+++ Provided data +++

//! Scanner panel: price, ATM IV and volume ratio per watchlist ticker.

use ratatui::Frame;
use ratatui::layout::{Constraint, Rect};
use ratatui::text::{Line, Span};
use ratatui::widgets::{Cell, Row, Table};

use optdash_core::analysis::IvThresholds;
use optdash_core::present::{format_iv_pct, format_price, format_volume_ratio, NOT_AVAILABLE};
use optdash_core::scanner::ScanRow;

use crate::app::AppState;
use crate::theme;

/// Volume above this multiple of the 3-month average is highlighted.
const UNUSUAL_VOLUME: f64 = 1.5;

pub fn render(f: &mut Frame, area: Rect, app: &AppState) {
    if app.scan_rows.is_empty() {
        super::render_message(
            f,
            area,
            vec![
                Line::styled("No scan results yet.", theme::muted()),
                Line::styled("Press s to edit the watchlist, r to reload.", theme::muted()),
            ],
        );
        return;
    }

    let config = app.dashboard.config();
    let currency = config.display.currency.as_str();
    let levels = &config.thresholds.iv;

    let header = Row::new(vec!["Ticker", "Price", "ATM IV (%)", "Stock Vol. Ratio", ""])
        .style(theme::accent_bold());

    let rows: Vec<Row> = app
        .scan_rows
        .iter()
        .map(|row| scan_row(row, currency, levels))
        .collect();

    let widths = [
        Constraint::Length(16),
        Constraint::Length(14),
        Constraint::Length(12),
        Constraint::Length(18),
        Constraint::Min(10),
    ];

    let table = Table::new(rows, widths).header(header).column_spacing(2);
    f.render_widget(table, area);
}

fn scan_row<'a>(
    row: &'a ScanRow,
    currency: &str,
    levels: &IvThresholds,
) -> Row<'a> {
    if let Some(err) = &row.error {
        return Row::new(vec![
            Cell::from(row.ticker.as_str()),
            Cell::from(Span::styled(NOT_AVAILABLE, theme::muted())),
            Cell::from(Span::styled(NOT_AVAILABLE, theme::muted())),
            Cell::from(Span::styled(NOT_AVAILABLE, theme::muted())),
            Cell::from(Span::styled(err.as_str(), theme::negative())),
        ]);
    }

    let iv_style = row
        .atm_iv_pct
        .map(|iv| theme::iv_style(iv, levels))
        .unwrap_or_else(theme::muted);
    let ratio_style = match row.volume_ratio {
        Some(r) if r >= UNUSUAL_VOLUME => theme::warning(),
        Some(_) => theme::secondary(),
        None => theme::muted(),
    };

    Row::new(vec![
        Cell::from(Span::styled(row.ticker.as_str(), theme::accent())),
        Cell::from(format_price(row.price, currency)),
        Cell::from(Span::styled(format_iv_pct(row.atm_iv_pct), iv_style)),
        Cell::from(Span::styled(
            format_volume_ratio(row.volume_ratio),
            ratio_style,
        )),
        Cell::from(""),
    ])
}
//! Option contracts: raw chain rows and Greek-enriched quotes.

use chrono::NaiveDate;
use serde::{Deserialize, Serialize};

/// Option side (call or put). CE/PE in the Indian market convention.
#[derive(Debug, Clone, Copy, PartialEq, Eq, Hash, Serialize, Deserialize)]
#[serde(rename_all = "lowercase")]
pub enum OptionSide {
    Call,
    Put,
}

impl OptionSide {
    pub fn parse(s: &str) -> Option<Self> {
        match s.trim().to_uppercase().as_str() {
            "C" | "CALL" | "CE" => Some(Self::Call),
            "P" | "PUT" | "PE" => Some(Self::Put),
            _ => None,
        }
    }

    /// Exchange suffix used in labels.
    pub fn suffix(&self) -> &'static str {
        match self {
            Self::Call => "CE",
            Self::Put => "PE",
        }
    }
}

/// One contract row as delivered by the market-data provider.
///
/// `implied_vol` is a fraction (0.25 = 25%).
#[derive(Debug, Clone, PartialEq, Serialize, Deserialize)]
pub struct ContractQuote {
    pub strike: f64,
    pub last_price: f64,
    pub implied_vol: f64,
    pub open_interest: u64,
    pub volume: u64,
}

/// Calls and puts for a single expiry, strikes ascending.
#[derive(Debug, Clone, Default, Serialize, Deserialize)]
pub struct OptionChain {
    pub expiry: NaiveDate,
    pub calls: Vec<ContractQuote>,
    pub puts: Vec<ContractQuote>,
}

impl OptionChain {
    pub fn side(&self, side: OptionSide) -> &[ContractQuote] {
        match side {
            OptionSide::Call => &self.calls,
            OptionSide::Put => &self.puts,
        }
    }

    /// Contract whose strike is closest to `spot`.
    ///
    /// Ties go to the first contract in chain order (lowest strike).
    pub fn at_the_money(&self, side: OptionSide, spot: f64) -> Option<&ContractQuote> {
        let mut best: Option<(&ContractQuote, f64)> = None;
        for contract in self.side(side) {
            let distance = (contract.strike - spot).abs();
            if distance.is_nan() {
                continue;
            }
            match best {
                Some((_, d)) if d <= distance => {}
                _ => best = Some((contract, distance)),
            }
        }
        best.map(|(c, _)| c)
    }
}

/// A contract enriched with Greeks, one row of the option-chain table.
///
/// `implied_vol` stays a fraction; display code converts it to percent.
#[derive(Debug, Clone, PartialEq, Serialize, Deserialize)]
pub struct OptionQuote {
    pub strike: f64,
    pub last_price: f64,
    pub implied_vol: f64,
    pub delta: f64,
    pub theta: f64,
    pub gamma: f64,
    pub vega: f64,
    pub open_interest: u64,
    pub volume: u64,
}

+++

== What the task requires ==
Gather up every line from the listing above in which the word "match" occurs.

== Your response ==
    let ratio_style = match row.volume_ratio {
        match s.trim().to_uppercase().as_str() {
        match self {
        match side {
            match best {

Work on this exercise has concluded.